* _EXERCISE_:
If a line of the records contains the word "validation", list it.

▬▬▬▬▬▬▬▬▬▬

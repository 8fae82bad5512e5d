// src/config.rs
//
// Yaml-backed planner configuration. Loaded once at startup; validated at
// scenario init. Per-cycle code never re-reads configuration.

use anyhow::{Context, Result};
use serde::{Deserialize, Serialize};
use std::fs;

#[derive(Debug, Clone, Serialize, Deserialize)]
#[serde(default)]
pub struct PlannerConfig {
    pub vehicle: VehicleConfig,
    pub side_pass: SidePassConfig,
    pub tasks: TaskConfig,
    pub logging: LoggingConfig,
}

impl Default for PlannerConfig {
    fn default() -> Self {
        Self {
            vehicle: VehicleConfig::default(),
            side_pass: SidePassConfig::default(),
            tasks: TaskConfig::default(),
            logging: LoggingConfig::default(),
        }
    }
}

#[derive(Debug, Clone, Serialize, Deserialize)]
#[serde(default)]
pub struct VehicleConfig {
    pub length_m: f64,
    pub width_m: f64,
}

impl Default for VehicleConfig {
    fn default() -> Self {
        Self {
            length_m: 4.8,
            width_m: 2.1,
        }
    }
}

#[derive(Debug, Clone, Serialize, Deserialize)]
#[serde(default)]
pub struct SidePassConfig {
    /// How far ahead of the ego front a blocking obstacle is searched for.
    pub lookahead_distance_m: f64,
    /// Minimum lateral clearance to keep between the ego body and an
    /// obstacle edge. Doubles as the in-lane gap threshold below which an
    /// obstacle counts as blocking.
    pub min_bypass_clearance_m: f64,
    /// No lateral maneuver is started within this distance of the next
    /// junction.
    pub intersection_guard_m: f64,
    /// The wait point sits this far short of the blocking obstacle.
    pub stop_margin_m: f64,
    /// Longitudinal tolerance for "arrived at the wait point".
    pub stop_tolerance_m: f64,
    /// Speed below which the ego counts as stopped.
    pub stop_speed_eps_mps: f64,
    /// Prediction horizon for the pass-window check.
    pub safety_horizon_s: f64,
    /// Consecutive cycles the pass window must stay clear before the pass
    /// commits.
    pub safety_confirm_cycles: u32,
    /// Dispatcher retry budget: consecutive failed cycles before the
    /// scenario is force-exited.
    pub max_consecutive_failures: u32,
    /// Ordered task grouping per stage. Stage and task names are resolved
    /// at init; an unknown name is a fatal error.
    pub stage_tasks: Vec<StageTaskGroup>,
}

impl Default for SidePassConfig {
    fn default() -> Self {
        Self {
            lookahead_distance_m: 50.0,
            min_bypass_clearance_m: 0.3,
            intersection_guard_m: 10.0,
            stop_margin_m: 5.0,
            stop_tolerance_m: 0.5,
            stop_speed_eps_mps: 0.2,
            safety_horizon_s: 8.0,
            safety_confirm_cycles: 3,
            max_consecutive_failures: 20,
            stage_tasks: default_stage_tasks(),
        }
    }
}

#[derive(Debug, Clone, Serialize, Deserialize)]
pub struct StageTaskGroup {
    pub stage: String,
    pub tasks: Vec<String>,
}

fn default_stage_tasks() -> Vec<StageTaskGroup> {
    let group = |stage: &str, tasks: &[&str]| StageTaskGroup {
        stage: stage.to_string(),
        tasks: tasks.iter().map(|t| t.to_string()).collect(),
    };
    vec![
        group(
            "obstacle_approach",
            &["lane_keep_path", "path_decider", "speed_planner"],
        ),
        group("path_generation", &["bypass_path_generator", "path_decider"]),
        group(
            "waitpoint_stop",
            &["lane_keep_path", "path_decider", "speed_planner"],
        ),
        group(
            "safety_detection",
            &["lane_keep_path", "path_decider", "speed_planner"],
        ),
        group("obstacle_pass", &["path_decider", "speed_planner"]),
    ]
}

#[derive(Debug, Clone, Serialize, Deserialize)]
#[serde(default)]
pub struct TaskConfig {
    /// Station step between generated path points.
    pub path_resolution_m: f64,
    /// Length of the path generated each cycle.
    pub plan_horizon_m: f64,
    /// Longitudinal length of the lateral ramp into / out of the bypass.
    pub lateral_taper_m: f64,
    /// Extra lateral margin added on top of the minimum clearance when
    /// placing the bypass path beside an obstacle.
    pub nudge_buffer_m: f64,
    pub cruise_speed_mps: f64,
    /// Target speed while executing the bypass.
    pub pass_speed_mps: f64,
    pub max_accel_mps2: f64,
    pub max_decel_mps2: f64,
    /// Time horizon of generated speed profiles.
    pub profile_horizon_s: f64,
    pub profile_dt_s: f64,
}

impl Default for TaskConfig {
    fn default() -> Self {
        Self {
            path_resolution_m: 1.0,
            plan_horizon_m: 80.0,
            lateral_taper_m: 10.0,
            nudge_buffer_m: 0.2,
            cruise_speed_mps: 5.0,
            pass_speed_mps: 4.0,
            max_accel_mps2: 1.0,
            max_decel_mps2: 2.0,
            profile_horizon_s: 8.0,
            profile_dt_s: 0.2,
        }
    }
}

#[derive(Debug, Clone, Serialize, Deserialize)]
#[serde(default)]
pub struct LoggingConfig {
    pub level: String,
}

impl Default for LoggingConfig {
    fn default() -> Self {
        Self {
            level: "info".to_string(),
        }
    }
}

impl PlannerConfig {
    pub fn load(path: &str) -> Result<Self> {
        let contents =
            fs::read_to_string(path).with_context(|| format!("reading config file {path}"))?;
        let config: PlannerConfig =
            serde_yaml::from_str(&contents).with_context(|| format!("parsing {path}"))?;
        Ok(config)
    }

    /// Structural validation of everything that must hold before a scenario
    /// may activate. Name resolution (stages, tasks) happens at scenario
    /// init where the registries live.
    pub fn validate(&self) -> std::result::Result<(), String> {
        let positive = [
            ("vehicle.length_m", self.vehicle.length_m),
            ("vehicle.width_m", self.vehicle.width_m),
            (
                "side_pass.lookahead_distance_m",
                self.side_pass.lookahead_distance_m,
            ),
            (
                "side_pass.min_bypass_clearance_m",
                self.side_pass.min_bypass_clearance_m,
            ),
            (
                "side_pass.intersection_guard_m",
                self.side_pass.intersection_guard_m,
            ),
            ("side_pass.stop_margin_m", self.side_pass.stop_margin_m),
            ("side_pass.stop_tolerance_m", self.side_pass.stop_tolerance_m),
            ("side_pass.safety_horizon_s", self.side_pass.safety_horizon_s),
            ("tasks.path_resolution_m", self.tasks.path_resolution_m),
            ("tasks.plan_horizon_m", self.tasks.plan_horizon_m),
            ("tasks.lateral_taper_m", self.tasks.lateral_taper_m),
            ("tasks.cruise_speed_mps", self.tasks.cruise_speed_mps),
            ("tasks.pass_speed_mps", self.tasks.pass_speed_mps),
            ("tasks.max_accel_mps2", self.tasks.max_accel_mps2),
            ("tasks.max_decel_mps2", self.tasks.max_decel_mps2),
            ("tasks.profile_dt_s", self.tasks.profile_dt_s),
        ];
        for (name, value) in positive {
            if value <= 0.0 {
                return Err(format!("{name} must be positive, got {value}"));
            }
        }
        if self.side_pass.stop_speed_eps_mps < 0.0 {
            return Err("side_pass.stop_speed_eps_mps must be non-negative".to_string());
        }
        if self.side_pass.safety_confirm_cycles == 0 {
            return Err("side_pass.safety_confirm_cycles must be at least 1".to_string());
        }
        if self.side_pass.stage_tasks.is_empty() {
            return Err("side_pass.stage_tasks must not be empty".to_string());
        }
        for group in &self.side_pass.stage_tasks {
            if group.tasks.is_empty() {
                return Err(format!("stage `{}` has an empty task list", group.stage));
            }
        }
        Ok(())
    }
}
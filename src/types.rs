// src/types.rs
//
// Core planning value types shared across the world model, tasks, and
// scenario layer. Everything here is road-relative: `s` runs along the
// reference line, `l` is the signed lateral offset (left positive).

/// A point on a planar path with its station along the reference line.
#[derive(Debug, Clone, Copy, Default, PartialEq)]
pub struct PathPoint {
    pub x: f64,
    pub y: f64,
    /// Heading in radians.
    pub theta: f64,
    /// Curvature in 1/m.
    pub kappa: f64,
    /// Station (longitudinal arc length) in m.
    pub s: f64,
}

/// Pose + kinematic state at plan time. The planning start point for a
/// cycle; `path_point.s` is the ego front-bumper station.
#[derive(Debug, Clone, Copy, Default)]
pub struct TrajectoryPoint {
    pub path_point: PathPoint,
    /// Speed in m/s.
    pub v: f64,
    /// Acceleration in m/s².
    pub a: f64,
    /// Time offset from the cycle's plan time in s.
    pub relative_time: f64,
}

#[derive(Debug, Clone, Copy, Default, PartialEq)]
pub struct SlPoint {
    pub s: f64,
    pub l: f64,
}

/// Axis-aligned footprint in SL coordinates: `[start_s, end_s]` along the
/// lane, `[start_l, end_l]` across it.
#[derive(Debug, Clone, Copy, Default, PartialEq)]
pub struct SlBoundary {
    pub start_s: f64,
    pub end_s: f64,
    pub start_l: f64,
    pub end_l: f64,
}

impl SlBoundary {
    pub fn new(start_s: f64, end_s: f64, start_l: f64, end_l: f64) -> Self {
        Self {
            start_s,
            end_s,
            start_l,
            end_l,
        }
    }

    pub fn overlaps_l(&self, other: &SlBoundary) -> bool {
        self.start_l <= other.end_l && other.start_l <= self.end_l
    }

    pub fn overlaps_s(&self, other: &SlBoundary) -> bool {
        self.start_s <= other.end_s && other.start_s <= self.end_s
    }

    pub fn length_s(&self) -> f64 {
        self.end_s - self.start_s
    }

    pub fn width_l(&self) -> f64 {
        self.end_l - self.start_l
    }
}

/// A planned path: planar points plus their frenet (s/l) projection on the
/// reference line. The frenet points are kept sorted by `s`.
#[derive(Debug, Clone, Default)]
pub struct PathData {
    pub points: Vec<PathPoint>,
    pub frenet_points: Vec<SlPoint>,
}

impl PathData {
    pub fn is_empty(&self) -> bool {
        self.points.is_empty()
    }

    pub fn len(&self) -> usize {
        self.points.len()
    }

    pub fn start_s(&self) -> Option<f64> {
        self.frenet_points.first().map(|p| p.s)
    }

    pub fn end_s(&self) -> Option<f64> {
        self.frenet_points.last().map(|p| p.s)
    }

    /// Lateral offset at station `s`, linearly interpolated. None outside
    /// the path's s-range.
    pub fn l_at_s(&self, s: f64) -> Option<f64> {
        let pts = &self.frenet_points;
        if pts.is_empty() {
            return None;
        }
        if s < pts[0].s || s > pts[pts.len() - 1].s {
            return None;
        }
        let idx = pts.partition_point(|p| p.s < s);
        if idx == 0 {
            return Some(pts[0].l);
        }
        if idx >= pts.len() {
            return Some(pts[pts.len() - 1].l);
        }
        let (a, b) = (pts[idx - 1], pts[idx]);
        let span = b.s - a.s;
        if span <= f64::EPSILON {
            return Some(b.l);
        }
        let ratio = (s - a.s) / span;
        Some(a.l + ratio * (b.l - a.l))
    }

    /// Min/max lateral offset over frenet points with `s` in `[s0, s1]`.
    pub fn l_range_in(&self, s0: f64, s1: f64) -> Option<(f64, f64)> {
        let mut range: Option<(f64, f64)> = None;
        for p in &self.frenet_points {
            if p.s < s0 || p.s > s1 {
                continue;
            }
            range = Some(match range {
                Some((lo, hi)) => (lo.min(p.l), hi.max(p.l)),
                None => (p.l, p.l),
            });
        }
        range
    }
}

/// One point of a speed profile: at time `t`, be at station `s` with speed
/// `v` and acceleration `a`.
#[derive(Debug, Clone, Copy, Default)]
pub struct SpeedPoint {
    pub t: f64,
    pub s: f64,
    pub v: f64,
    pub a: f64,
}

#[derive(Debug, Clone, Default)]
pub struct SpeedProfile {
    pub points: Vec<SpeedPoint>,
}

impl SpeedProfile {
    pub fn is_empty(&self) -> bool {
        self.points.is_empty()
    }

    /// Speed at time `t`, linearly interpolated; clamps to the profile ends.
    pub fn v_at(&self, t: f64) -> f64 {
        let pts = &self.points;
        if pts.is_empty() {
            return 0.0;
        }
        if t <= pts[0].t {
            return pts[0].v;
        }
        if t >= pts[pts.len() - 1].t {
            return pts[pts.len() - 1].v;
        }
        let idx = pts.partition_point(|p| p.t < t);
        let (a, b) = (pts[idx - 1], pts[idx]);
        let span = b.t - a.t;
        if span <= f64::EPSILON {
            return b.v;
        }
        a.v + (t - a.t) / span * (b.v - a.v)
    }
}
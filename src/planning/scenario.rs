// src/planning/scenario.rs
//
// The scenario contract and the per-cycle dispatch loop. A scenario is one
// selectable planning strategy; the dispatcher owns a set of them, polls
// transferability every cycle, and falls back to the default (index 0)
// whenever nothing else applies.
//
// The dispatcher is also the retry authority: per-cycle failures inside a
// scenario are recoverable by contract, so they are counted here and the
// scenario is force-exited once the budget is exhausted.

use super::metrics::PlanningMetrics;
use super::side_pass::Stage;
use crate::tasks::TaskError;
use crate::types::TrajectoryPoint;
use crate::world::Frame;
use thiserror::Error;
use tracing::{info, warn};

#[derive(Debug, Error)]
pub enum PlanningError {
    /// Fatal at init; the scenario must never become active.
    #[error("configuration error: {0}")]
    Config(String),
    /// A stage handler failed for this cycle.
    #[error("stage {stage:?}: {msg}")]
    Stage { stage: Stage, msg: String },
    /// A task failed for this cycle; carries the failing task's identity.
    #[error("task `{task}` failed in stage {stage:?}: {source}")]
    Task {
        stage: Stage,
        task: String,
        #[source]
        source: TaskError,
    },
}

pub trait Scenario {
    fn name(&self) -> &'static str;

    /// One-time setup: builds the task list from configuration and resets
    /// maneuver state. Malformed configuration fails here, never per cycle.
    fn init(&mut self) -> Result<(), PlanningError>;

    /// Per-cycle entry point. The frame is mutated in place to carry this
    /// cycle's outputs.
    fn process(
        &mut self,
        planning_start_point: &TrajectoryPoint,
        frame: &mut Frame,
    ) -> Result<(), PlanningError>;

    /// Pure query, no mutation. Polled by the dispatcher every cycle.
    fn is_transferable(
        &self,
        current: &dyn Scenario,
        ego_point: &TrajectoryPoint,
        frame: &Frame,
    ) -> bool;

    /// True once the scenario's maneuver has run to completion.
    fn is_complete(&self) -> bool {
        false
    }

    /// Discard all maneuver state; called on exit/preemption.
    fn reset(&mut self);
}

pub struct ScenarioDispatcher {
    scenarios: Vec<Box<dyn Scenario>>,
    active: usize,
    consecutive_failures: u32,
    max_consecutive_failures: u32,
    metrics: PlanningMetrics,
}

const DEFAULT_SCENARIO: usize = 0;

impl ScenarioDispatcher {
    /// The first registered scenario is the default fallback.
    pub fn new(
        scenarios: Vec<Box<dyn Scenario>>,
        max_consecutive_failures: u32,
        metrics: PlanningMetrics,
    ) -> Self {
        Self {
            scenarios,
            active: DEFAULT_SCENARIO,
            consecutive_failures: 0,
            max_consecutive_failures,
            metrics,
        }
    }

    pub fn init_all(&mut self) -> Result<(), PlanningError> {
        if self.scenarios.is_empty() {
            return Err(PlanningError::Config(
                "dispatcher needs at least a default scenario".to_string(),
            ));
        }
        for scenario in &mut self.scenarios {
            scenario.init()?;
            info!("scenario `{}` initialized", scenario.name());
        }
        Ok(())
    }

    pub fn active_name(&self) -> &'static str {
        self.scenarios[self.active].name()
    }

    pub fn run_cycle(&mut self, start: &TrajectoryPoint, frame: &mut Frame) {
        self.metrics.inc(&self.metrics.total_cycles);

        let target = self.select_target(start, frame);
        if target != self.active {
            info!(
                "scenario switch: {} → {}",
                self.scenarios[self.active].name(),
                self.scenarios[target].name()
            );
            if self.active != DEFAULT_SCENARIO {
                self.scenarios[self.active].reset();
                self.metrics.inc(&self.metrics.scenario_exits);
            }
            if target != DEFAULT_SCENARIO {
                self.metrics.inc(&self.metrics.scenario_entries);
            }
            self.active = target;
            self.consecutive_failures = 0;
        }

        match self.scenarios[self.active].process(start, frame) {
            Ok(()) => {
                self.consecutive_failures = 0;
                if self.scenarios[self.active].is_complete() {
                    info!(
                        "✅ scenario `{}` complete, back to default",
                        self.scenarios[self.active].name()
                    );
                    self.scenarios[self.active].reset();
                    self.metrics.inc(&self.metrics.scenario_exits);
                    self.active = DEFAULT_SCENARIO;
                }
            }
            Err(e) => {
                self.consecutive_failures += 1;
                warn!(
                    "cycle {} failed in `{}` ({}/{}): {e}",
                    frame.cycle,
                    self.scenarios[self.active].name(),
                    self.consecutive_failures,
                    self.max_consecutive_failures
                );
                if self.active != DEFAULT_SCENARIO
                    && self.consecutive_failures >= self.max_consecutive_failures
                {
                    warn!(
                        "❌ retry budget exhausted, force-exiting `{}`",
                        self.scenarios[self.active].name()
                    );
                    self.scenarios[self.active].reset();
                    self.metrics.inc(&self.metrics.scenario_exits);
                    self.active = DEFAULT_SCENARIO;
                    self.consecutive_failures = 0;
                }
            }
        }
    }

    fn select_target(&self, start: &TrajectoryPoint, frame: &Frame) -> usize {
        let current = self.scenarios[self.active].as_ref();
        if self.active == DEFAULT_SCENARIO {
            for (idx, scenario) in self.scenarios.iter().enumerate().skip(1) {
                if scenario.is_transferable(current, start, frame) {
                    return idx;
                }
            }
            DEFAULT_SCENARIO
        } else if current.is_transferable(current, start, frame) {
            self.active
        } else {
            // Preemption: conditions no longer justify the active scenario
            DEFAULT_SCENARIO
        }
    }
}

#[cfg(test)]
mod tests {
    use super::*;
    use crate::config::PlannerConfig;
    use crate::planning::lane_follow::LaneFollowScenario;
    use crate::planning::metrics::PlanningMetrics;
    use crate::planning::side_pass::SidePassScenario;
    use crate::types::SlBoundary;
    use crate::world::{DecisionTag, Obstacle, ReferenceLine};

    fn dispatcher_with(
        max_failures: u32,
        metrics: PlanningMetrics,
    ) -> ScenarioDispatcher {
        let config = PlannerConfig::default();
        let scenarios: Vec<Box<dyn Scenario>> = vec![
            Box::new(LaneFollowScenario::new(config.clone())),
            Box::new(SidePassScenario::new(config, metrics.clone())),
        ];
        let mut dispatcher = ScenarioDispatcher::new(scenarios, max_failures, metrics);
        dispatcher.init_all().unwrap();
        dispatcher
    }

    fn blocking_obstacle() -> Obstacle {
        Obstacle::new_static(
            1,
            SlBoundary::new(34.8, 39.8, -1.2, 0.8),
            DecisionTag::Stop,
        )
    }

    fn make_frame(cycle: u64, obstacles: Vec<Obstacle>, junction_dist: f64) -> Frame {
        Frame::new(
            cycle,
            SlBoundary::new(0.0, 4.8, -1.05, 1.05),
            obstacles,
            ReferenceLine::straight(300.0, 1.0, 3.5, 5.0, 5.0),
            junction_dist,
        )
    }

    fn start_point() -> TrajectoryPoint {
        let mut start = TrajectoryPoint::default();
        start.path_point.s = 4.8;
        start.v = 5.0;
        start
    }

    #[test]
    fn test_enters_side_pass_on_blocking_obstacle() {
        let metrics = PlanningMetrics::new();
        let mut dispatcher = dispatcher_with(20, metrics.clone());
        assert_eq!(dispatcher.active_name(), "lane_follow");

        let mut frame = make_frame(0, vec![blocking_obstacle()], f64::MAX);
        dispatcher.run_cycle(&start_point(), &mut frame);
        assert_eq!(dispatcher.active_name(), "side_pass");
        assert_eq!(metrics.summary().scenario_entries, 1);
    }

    #[test]
    fn test_never_enters_near_intersection() {
        let mut dispatcher = dispatcher_with(20, PlanningMetrics::new());
        for cycle in 0..5 {
            let mut frame = make_frame(cycle, vec![blocking_obstacle()], 5.0);
            dispatcher.run_cycle(&start_point(), &mut frame);
            assert_eq!(
                dispatcher.active_name(),
                "lane_follow",
                "must not enter within the junction guard"
            );
        }
    }

    #[test]
    fn test_preempts_when_gate_lapses_before_commitment() {
        let mut dispatcher = dispatcher_with(20, PlanningMetrics::new());
        let mut frame = make_frame(0, vec![blocking_obstacle()], f64::MAX);
        dispatcher.run_cycle(&start_point(), &mut frame);
        assert_eq!(dispatcher.active_name(), "side_pass");

        // Obstacle drives away before the maneuver commits to anything
        let mut frame = make_frame(1, vec![], f64::MAX);
        dispatcher.run_cycle(&start_point(), &mut frame);
        assert_eq!(dispatcher.active_name(), "lane_follow");
    }

    #[test]
    fn test_retry_budget_forces_exit() {
        let metrics = PlanningMetrics::new();
        let mut dispatcher = dispatcher_with(3, metrics.clone());

        // A second hard-stop obstacle straddles the lane center inside the
        // stop fence: path validation fails every cycle
        let stray = Obstacle::new_static(
            2,
            SlBoundary::new(10.0, 12.0, 0.8, 1.9),
            DecisionTag::Stop,
        );
        for cycle in 0..3 {
            let mut frame =
                make_frame(cycle, vec![blocking_obstacle(), stray.clone()], f64::MAX);
            dispatcher.run_cycle(&start_point(), &mut frame);
        }
        assert_eq!(
            dispatcher.active_name(),
            "lane_follow",
            "budget of 3 consecutive failures must force the exit"
        );
        assert!(metrics.summary().task_failures >= 3);
        assert!(metrics.summary().scenario_exits >= 1);
    }
}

▬▬▬▬▬▬▬▬▬▬

* _SOLUTION_:
    /// Structural validation of everything that must hold before a scenario
        // stop fence: path validation fails every cycle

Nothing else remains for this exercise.